Clarity and distinctiveness is extremely important, if a game engine is to exist at all.


The Intelligence Ability includes "irrational", lateral, methods of arriving at "knowledge", just like science does too during its eureka moments and protoscience. Not everything is "book knowledge". Cultures that lack books also have Intelligence.

D&D Wisdom is literally intuition and empathy. It's "Brain turned off " score. The animalist pattern recognition. The gut reaction.

That's why Clerics use Wis. They are "Pelor take the wheel" "Thor guide me" "What Would Bane Do?" Class. No Thinking All Indoctrinated Response to Stimuli.

The Goddess say "See undead kill undead no thinky thinky."
But.
The Goddess say "See undead kill undead no thinky thinky."
 

Undrave

Legend
5e just isn't designed around party as a whole. It's designes around individuals.
Why is it not a 1 v 1 game then? Why do we have parties?
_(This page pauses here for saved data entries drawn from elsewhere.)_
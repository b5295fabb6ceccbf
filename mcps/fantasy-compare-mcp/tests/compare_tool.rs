//! Tool-level tests for fantasy-compare-mcp
//!
//! These drive the server in-process through `EmbeddableMcp`, the same path a
//! host agent uses when it embeds the server instead of spawning it.

use fantasy_compare_mcp::{Config, EmbeddableError, EmbeddableMcp, FantasyCompareMcpServer};
use mcp_common::text_of;
use serde_json::{json, Value};

fn server() -> FantasyCompareMcpServer {
    FantasyCompareMcpServer::with_config(Config::default())
}

fn jokic() -> Value {
    json!({
        "name": "Nikola Jokic", "team": "DEN", "position": "C",
        "ppg": 26.4, "rpg": 12.4, "apg": 9.0, "spg": 1.4, "bpg": 0.9,
        "fg_pct": 58.3, "ft_pct": 81.7, "three_pm": 0.9, "tov": 3.0, "gp": 79
    })
}

fn embiid() -> Value {
    json!({
        "name": "Joel Embiid", "team": "PHI", "position": "C",
        "ppg": 34.7, "rpg": 11.0, "apg": 5.6, "spg": 1.2, "bpg": 1.7,
        "fg_pct": 52.9, "ft_pct": 88.3, "three_pm": 1.3, "tov": 3.4, "gp": 66
    })
}

async fn call(name: &str, params: Value) -> Value {
    let result = server()
        .call_tool(name, params)
        .await
        .expect("tool call failed");
    assert!(!result.is_error.unwrap_or(false));
    serde_json::from_str(text_of(&result).expect("no text content")).expect("not JSON")
}

#[tokio::test]
async fn compare_jokic_and_embiid() {
    let artifact = call(
        "compare_players",
        json!({ "player1": jokic(), "player2": embiid() }),
    )
    .await;

    assert_eq!(artifact["content_type"], "application/vnd.ant.react");
    assert_eq!(artifact["title"], "Nikola Jokic vs Joel Embiid Fantasy Comparison");

    let data = &artifact["data"];
    assert_eq!(data["season"], "2024-25");
    assert_eq!(data["scores"]["player1"]["display"], "59.6");
    assert_eq!(data["scores"]["player2"]["display"], "62.9");

    // Embiid wins on score even though Jokic takes more categories
    assert_eq!(data["winner"]["outcome"], "second");
    assert_eq!(data["winner"]["name"], "Joel Embiid");
    assert_eq!(data["tally"]["player1"], 5);
    assert_eq!(data["tally"]["player2"], 4);

    let tov = data["categories"]
        .as_array()
        .unwrap()
        .iter()
        .find(|c| c["category"] == "tov")
        .unwrap();
    assert_eq!(tov["winner"], "first");

    assert_eq!(data["radar"].as_array().unwrap().len(), 6);
    let bars = data["head_to_head"].as_array().unwrap();
    assert_eq!(bars.len(), 6);
    assert_eq!(bars[0]["stat"], "PTS");
    assert_eq!(bars[0]["Joel Embiid"], 34.7);
}

#[tokio::test]
async fn compare_uses_requested_season() {
    let artifact = call(
        "compare_players",
        json!({ "player1": jokic(), "player2": embiid(), "season": "2023-24" }),
    )
    .await;
    assert_eq!(artifact["data"]["season"], "2023-24");
}

#[tokio::test]
async fn compare_is_deterministic() {
    let params = json!({ "player1": jokic(), "player2": embiid() });
    let a = call("compare_players", params.clone()).await;
    let b = call("compare_players", params).await;
    assert_eq!(a, b);
}

#[tokio::test]
async fn missing_stat_names_record_and_field() {
    let mut p2 = embiid();
    p2.as_object_mut().unwrap().remove("bpg");

    let result = server()
        .call_tool("compare_players", json!({ "player1": jokic(), "player2": p2 }))
        .await;

    match result {
        Err(EmbeddableError::McpError { message, data }) => {
            assert!(message.contains("player2.bpg is missing"), "{message}");
            assert_eq!(
                data.unwrap(),
                json!([{ "record": "player2", "field": "bpg", "problem": "missing" }])
            );
        }
        other => panic!("expected a validation error, got {other:?}"),
    }
}

#[tokio::test]
async fn oversized_stat_is_rejected() {
    let mut p1 = jokic();
    p1["rpg"] = json!(1.6e308);

    let result = server()
        .call_tool("compare_players", json!({ "player1": p1, "player2": embiid() }))
        .await;

    match result {
        Err(EmbeddableError::McpError { message, data }) => {
            assert!(message.contains("player1.rpg is too large"), "{message}");
            assert_eq!(
                data.unwrap(),
                json!([{ "record": "player1", "field": "rpg", "problem": "too_large" }])
            );
        }
        other => panic!("expected a validation error, got {other:?}"),
    }
}

#[tokio::test]
async fn player_named_stat_keeps_the_label() {
    let mut p1 = jokic();
    p1["name"] = json!("stat");

    let artifact = call(
        "compare_players",
        json!({ "player1": p1, "player2": embiid() }),
    )
    .await;

    let data = &artifact["data"];
    assert_eq!(data["series_keys"], json!(["stat (1)", "Joel Embiid"]));
    let bars = data["head_to_head"].as_array().unwrap();
    assert_eq!(bars[0]["stat"], "PTS");
    assert_eq!(bars[0]["stat (1)"], 26.4);
}

#[tokio::test]
async fn configured_weights_change_the_winner() {
    let mut config = Config::default();
    // Value assists and boards more heavily than scoring
    config.weights.ppg = 0.5;
    config.weights.apg = 3.0;
    config.season.default = "2025-26".to_string();
    let server = FantasyCompareMcpServer::with_config(config);

    let result = server
        .call_tool(
            "compare_players",
            json!({ "player1": jokic(), "player2": embiid() }),
        )
        .await
        .unwrap();
    let artifact: Value = serde_json::from_str(text_of(&result).unwrap()).unwrap();

    assert_eq!(artifact["data"]["season"], "2025-26");
    assert_eq!(artifact["data"]["winner"]["name"], "Nikola Jokic");
}

#[tokio::test]
async fn score_player_breakdown() {
    let report = call("score_player", json!({ "player": jokic() })).await;

    assert_eq!(report["player"]["name"], "Nikola Jokic");
    assert_eq!(report["score"]["display"], "59.6");

    let breakdown = report["breakdown"].as_array().unwrap();
    assert_eq!(breakdown.len(), 7);
    assert_eq!(breakdown[6]["category"], "tov");
    assert_eq!(breakdown[6]["points"], -3.0);
}

#[tokio::test]
async fn scoring_weights_report() {
    let report = call("get_scoring_weights", json!({})).await;

    assert_eq!(report["default_season"], "2024-25");
    assert_eq!(report["weights"]["rpg"], 1.2);
    assert_eq!(report["weights"]["tov"], -1.0);
    assert!(report["formula"].as_str().unwrap().ends_with("- 1*tov"));
}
When we complain that a class is too OP we constantly get told that 'balance doesn't matter', 'this is a team game' and so forth... but IS IT a team game or not?
i see alot of people putting martial weapons on their 'essential warlord things' and that surprises me, i fully admit i never touched 4e that was before i was in the hobby so i don't know the 4e warlord's design but given people equate it's role closer to that of a cleric i would've thought simple weapons would be fine? maybe with additional shortsword/scimitar/longsword/rapier proficiency, with it's main contributions factor being through providing support to other attackers and a little bit of tanking rather than dealing the damage themselves.

something like
d10HD,
simple weapons + shortsword, scimitar, longsword and rapier,
heavy armour + shields,
extra attack+1
Well, if we look at 4e, the Warlord had proficiency in Cloth, Leather, Hide, Chainmail armor as well as Light Shield (but not heavy shield). They had weapon proficiencies in Simple Melee, military melee, but only simple ranged weapons. And they had a +1 bonus to FORT and WILL defenses (none for Reflex, so I don't think DEX save is a good idea).
d8 HD is fine. The Warlord will often include oneself while buffing team Hit Points.
Personally I prefer d10, like the Ranger. The Warlord is probably not going to invest into CON that much so I see them as naturally having less HP, without being too frail that they don't feel like trained warriors. The 4e Warlord had the same HP stats as the Ranger (12+CON at level 1, 5 per level, while the Fighter was at 15 and 6 respectively) so why not?